▶ **PROBLEM TO WORK ON**
Among the entries below, find each line with "first" and show it.
##### AVAILABLE DATA #####
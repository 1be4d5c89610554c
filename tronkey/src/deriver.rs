//! TRON account derivation from a wallet.

use alloc::{
    format,
    string::{String, ToString},
    vec::Vec,
};

use tronkey_core::{Result, Wallet};

use crate::address::TronAddress;
use crate::derivation_style::DerivationStyle;
use crate::network::TRON_COIN_TYPE;
use crate::signing_key::TronSigningKey;

/// TRON account deriver over a wallet seed.
///
/// # Example
///
/// ```
/// use tronkey::{Deriver, Wallet};
///
/// let wallet = Wallet::from_mnemonic(
///     "between oval abandon quantum heavy stable guess limb ring hobby surround wall",
///     None,
/// ).unwrap();
/// let account = Deriver::new(&wallet).derive(0, false, 0).unwrap();
/// assert_eq!(account.address.to_string(), "TLoswjAAvpuWNRxHX2ZJLFamzXYFhRXFQa");
/// ```
#[derive(Debug)]
pub struct Deriver<'a> {
    wallet: &'a Wallet,
}

/// A derived TRON account.
#[derive(Debug)]
pub struct DerivedAccount {
    /// Derivation path used (e.g., `m/44'/195'/0'/0/0`).
    pub path: String,
    /// The signing key, zeroized on drop.
    pub key: TronSigningKey,
    /// The account address.
    pub address: TronAddress,
}

impl<'a> Deriver<'a> {
    /// Create a new deriver from a wallet.
    #[must_use]
    pub const fn new(wallet: &'a Wallet) -> Self {
        Self { wallet }
    }

    /// Derive an account using the BIP44 path
    /// `m/44'/195'/account'/change/address_index`.
    ///
    /// # Arguments
    ///
    /// * `account` - Account index (usually 0)
    /// * `change` - Whether this is a change address (usually false for TRON)
    /// * `address_index` - Address index within the account
    ///
    /// # Errors
    ///
    /// Returns an error if an index is 2^31 or above, or derivation fails.
    #[inline]
    pub fn derive(&self, account: u32, change: bool, address_index: u32) -> Result<DerivedAccount> {
        let change_val = u32::from(change);
        let path = format!("m/44'/{TRON_COIN_TYPE}'/{account}'/{change_val}/{address_index}");
        self.derive_at_path(&path)
    }

    /// Derive an account at a custom derivation path.
    ///
    /// # Errors
    ///
    /// Returns [`tronkey_core::Error::InvalidPath`] if the path is malformed or
    /// names the master key itself.
    pub fn derive_at_path(&self, path: &str) -> Result<DerivedAccount> {
        let key = TronSigningKey::derive(self.wallet.seed(), path)?;
        let address = tronkey_core::SigningKey::address(&key)?;

        Ok(DerivedAccount {
            path: path.to_string(),
            key,
            address,
        })
    }

    /// Derive `count` consecutive accounts starting at `start_index`.
    ///
    /// # Arguments
    ///
    /// * `account` - Account index (usually 0)
    /// * `change` - Whether these are change addresses
    /// * `start_index` - Starting address index
    /// * `count` - Number of accounts to derive
    ///
    /// # Errors
    ///
    /// Returns the first error hit; no partial list is returned.
    pub fn derive_many(
        &self,
        account: u32,
        change: bool,
        start_index: u32,
        count: u32,
    ) -> Result<Vec<DerivedAccount>> {
        (start_index..start_index.saturating_add(count))
            .map(|index| self.derive(account, change, index))
            .collect()
    }

    /// Derive an account using a wallet-specific path style.
    ///
    /// - **Standard** (TronLink): `m/44'/195'/0'/0/{index}`
    /// - **Ledger Live**: `m/44'/195'/{index}'/0/0`
    /// - **Ledger Legacy**: `m/44'/195'/0'/{index}`
    ///
    /// # Errors
    ///
    /// Returns an error if `index` is 2^31 or above.
    #[inline]
    pub fn derive_with_style(&self, style: DerivationStyle, index: u32) -> Result<DerivedAccount> {
        self.derive_at_path(&style.path(index))
    }

    /// Derive `count` consecutive accounts in the given style.
    ///
    /// # Errors
    ///
    /// Returns the first error hit.
    pub fn derive_many_with_style(
        &self,
        style: DerivationStyle,
        start_index: u32,
        count: u32,
    ) -> Result<Vec<DerivedAccount>> {
        (start_index..start_index.saturating_add(count))
            .map(|index| self.derive_with_style(style, index))
            .collect()
    }
}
#####
▶ **RESPONSE TO THIS EXERCISE**
    /// Returns the first error hit; no partial list is returned.
    /// Returns the first error hit.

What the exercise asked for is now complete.